Three persons in the royal castle of Graustark, worn by the dread and anxiety of weeks, fatigued by the sleepless nights just past, slumbered through the long afternoon with the motionless, deathlike sleep of the utterly fagged. Yetive, in her darkened bed chamber, dreamed, with smiling lips, of a tall soldier and a throne on which cobwebs multiplied. Grenfall Lorry saw in his dreams a slim soldier with troubled face and averted, timid eyes, standing guard over him with a brave, stiff back and chin painfully uplifted. Captain Quinnox dreamed not, for his mind was tranquil in the assurance that he had been forgiven by the Princess.

While Lorry slept in the room set apart for him, Anguish roamed the park with a happy-faced, slender young lady, into whose ears he poured the history of a certain affection, from the tender beginning to the distracting end. And she smiled and trembled with delight, closing not her ears against the sound of his voice nor her heart to the love that craved admission. They were not dreaming.

After dinner that evening Lorry led the Princess out into the moonlit night. The November breezes were soft and balmy and the shadows deep.

"Let us leave the park to Dagmar and her hero, to the soldiers and the musicians," said Yetive. "There is a broad portico here, with the tenderest of memories. Do you remember a night like this, a month or more ago? the moon, the sentinel and some sorrows? I would again stand where we stood on that night and again look up to the moon and the solemn sentinel, but not as we saw them then, with heartache and evasion."

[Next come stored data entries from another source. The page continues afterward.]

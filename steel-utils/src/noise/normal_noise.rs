//! Two offset octave fields averaged into one roughly normal distribution.

// Noise code uses mathematical single-letter variables (x, y, z, i, j, k)
#![allow(clippy::many_single_char_names)]

use serde::{Deserialize, Serialize};

use crate::random::RandomSource;

use super::PerlinNoise;

/// The second field is sampled at slightly stretched coordinates.
const INPUT_FACTOR: f64 = 1.018_126_888_217_522_7;

/// Target deviation of the combined output is `1/3`, halved for the sum of two fields.
const VALUE_FACTOR_NUMERATOR: f64 = 0.166_666_666_666_666_66;

/// Octave layout of a named noise, as found in `worldgen/noise/*.json`.
#[derive(Clone, Debug, PartialEq, Serialize, Deserialize)]
#[serde(rename_all = "camelCase")]
pub struct NoiseParameters {
    /// The first (lowest frequency) octave.
    pub first_octave: i32,
    /// Amplitude per octave, starting at `first_octave`.
    pub amplitudes: Vec<f64>,
}

impl NoiseParameters {
    /// Creates parameters from an octave offset and amplitudes.
    #[must_use]
    pub fn new(first_octave: i32, amplitudes: Vec<f64>) -> Self {
        Self {
            first_octave,
            amplitudes,
        }
    }

    /// Shorthand mirroring the registry bootstrap: one mandatory amplitude and the rest.
    #[must_use]
    pub fn with_amplitudes(first_octave: i32, first_amplitude: f64, rest: &[f64]) -> Self {
        let mut amplitudes = vec![first_amplitude];
        amplitudes.extend_from_slice(rest);
        Self {
            first_octave,
            amplitudes,
        }
    }
}

/// Normal noise: the sum of two independently seeded [`PerlinNoise`] fields.
pub struct NormalNoise {
    first: PerlinNoise,
    second: PerlinNoise,
    value_factor: f64,
    max_value: f64,
    parameters: NoiseParameters,
}

impl NormalNoise {
    /// Builds both fields from `random`, one after the other.
    pub fn create(random: &mut RandomSource, parameters: NoiseParameters) -> Self {
        let first = PerlinNoise::create(random, parameters.first_octave, &parameters.amplitudes);
        let second = PerlinNoise::create(random, parameters.first_octave, &parameters.amplitudes);
        Self::new_internal(first, second, parameters)
    }

    /// Legacy nether biome variant. Octaves are drawn straight from `random`.
    pub fn create_legacy_nether_biome(
        random: &mut RandomSource,
        parameters: NoiseParameters,
    ) -> Self {
        let first = PerlinNoise::create_legacy_for_legacy_nether_biome(
            random,
            parameters.first_octave,
            &parameters.amplitudes,
        );
        let second = PerlinNoise::create_legacy_for_legacy_nether_biome(
            random,
            parameters.first_octave,
            &parameters.amplitudes,
        );
        Self::new_internal(first, second, parameters)
    }

    fn new_internal(first: PerlinNoise, second: PerlinNoise, parameters: NoiseParameters) -> Self {
        let active = parameters
            .amplitudes
            .iter()
            .enumerate()
            .filter(|(_, amplitude)| **amplitude != 0.0)
            .map(|(i, _)| i as i32);
        let (min_octave, max_octave) = active.fold((i32::MAX, i32::MIN), |(lo, hi), i| {
            (lo.min(i), hi.max(i))
        });

        let value_factor =
            VALUE_FACTOR_NUMERATOR / expected_deviation(max_octave.wrapping_sub(min_octave));
        let max_value = (first.max_value() + second.max_value()) * value_factor;

        Self {
            first,
            second,
            value_factor,
            max_value,
            parameters,
        }
    }

    /// Samples the noise at `(x, y, z)`.
    #[must_use]
    pub fn get_value(&self, x: f64, y: f64, z: f64) -> f64 {
        let d = x * INPUT_FACTOR;
        let e = y * INPUT_FACTOR;
        let f = z * INPUT_FACTOR;

        (self.first.get_value(x, y, z) + self.second.get_value(d, e, f)) * self.value_factor
    }

    /// Upper bound on the absolute value of a sample.
    #[must_use]
    pub fn max_value(&self) -> f64 {
        self.max_value
    }

    /// The parameters the noise was built from.
    #[must_use]
    pub fn parameters(&self) -> &NoiseParameters {
        &self.parameters
    }
}

fn expected_deviation(octaves: i32) -> f64 {
    0.1 * (1.0 + 1.0 / f64::from(octaves + 1))
}

#[cfg(test)]
mod tests {
    use super::*;
    use crate::random::xoroshiro::Xoroshiro;

    fn source(seed: u64) -> RandomSource {
        RandomSource::Xoroshiro(Xoroshiro::from_seed(seed))
    }

    #[test]
    fn same_seed_same_field() {
        let params = NoiseParameters::new(-4, vec![1.0, 1.0, 1.0, 1.0]);
        let noise1 = NormalNoise::create(&mut source(12345), params.clone());
        let noise2 = NormalNoise::create(&mut source(12345), params);

        for (x, y, z) in [(0.5, 0.5, 0.5), (-120.25, 64.0, 999.5)] {
            assert_eq!(
                noise1.get_value(x, y, z).to_bits(),
                noise2.get_value(x, y, z).to_bits()
            );
        }
    }

    #[test]
    fn output_stays_within_max_value() {
        let noise = NormalNoise::create(
            &mut source(7),
            NoiseParameters::with_amplitudes(-7, 1.0, &[1.0, 0.0, 2.0]),
        );
        for i in 0..200 {
            let p = f64::from(i) * 13.37;
            let v = noise.get_value(p, -p * 0.5, p * 2.0);
            assert!(v.abs() <= noise.max_value(), "{v} exceeds {}", noise.max_value());
        }
    }

    #[test]
    fn test_expected_deviation() {
        assert!((expected_deviation(0) - 0.2).abs() < 1e-10);
        assert!((expected_deviation(1) - 0.15).abs() < 1e-10);
        assert!((expected_deviation(3) - 0.125).abs() < 1e-10);
    }

    #[test]
    fn parameters_deserialize_from_registry_json() {
        let params: NoiseParameters =
            serde_json::from_str(r#"{"firstOctave": -9, "amplitudes": [1.5, 0.0, 1.0]}"#)
                .expect("valid noise json");
        assert_eq!(params, NoiseParameters::new(-9, vec![1.5, 0.0, 1.0]));
    }
}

"The balcony, then, without the old restrictions," Lorry agreed. "I want to see that dark old monastery again, and to tell you how I looked from its lofty windows through the chill of wind and the chill of life into the fairest Eden that was ever denied man."

"In an hour, then, I will meet you there."

"I must correct you. In an hour you will find me there."

She left him, retiring with her aunt and the Countess Dagmar. Lorry remained in the hall with Halfont, Prince Bolaroz, Mizrox and Anguish. The conversation ran once more into the ever-recurring topic of the day, Gabriel's confession. The Prince of Dawsbergen was confined in the Tower with his confederate, Berrowag. Reports from Dangloss late in the afternoon conveyed the intelligence that the prisoner had fallen into melancholia. Berrowag admitted to the police that he had stood guard at the door while Gabriel entered the Prince's room and killed him as he slept. He described the cunning, deliberate effort to turn suspicion to the American by leaving bloodstains. The other Dawsbergen nobles, with the exception of two who had gone to the capital of their country with the news of the catastrophe, remained close to the hotel. One of them confessed that but little sympathy would be felt at home for Gabriel, who was hated by his subjects. Already there was talk among them of Prince Dantan, his younger brother, as his successor to the throne. The young Prince was a favorite with the people.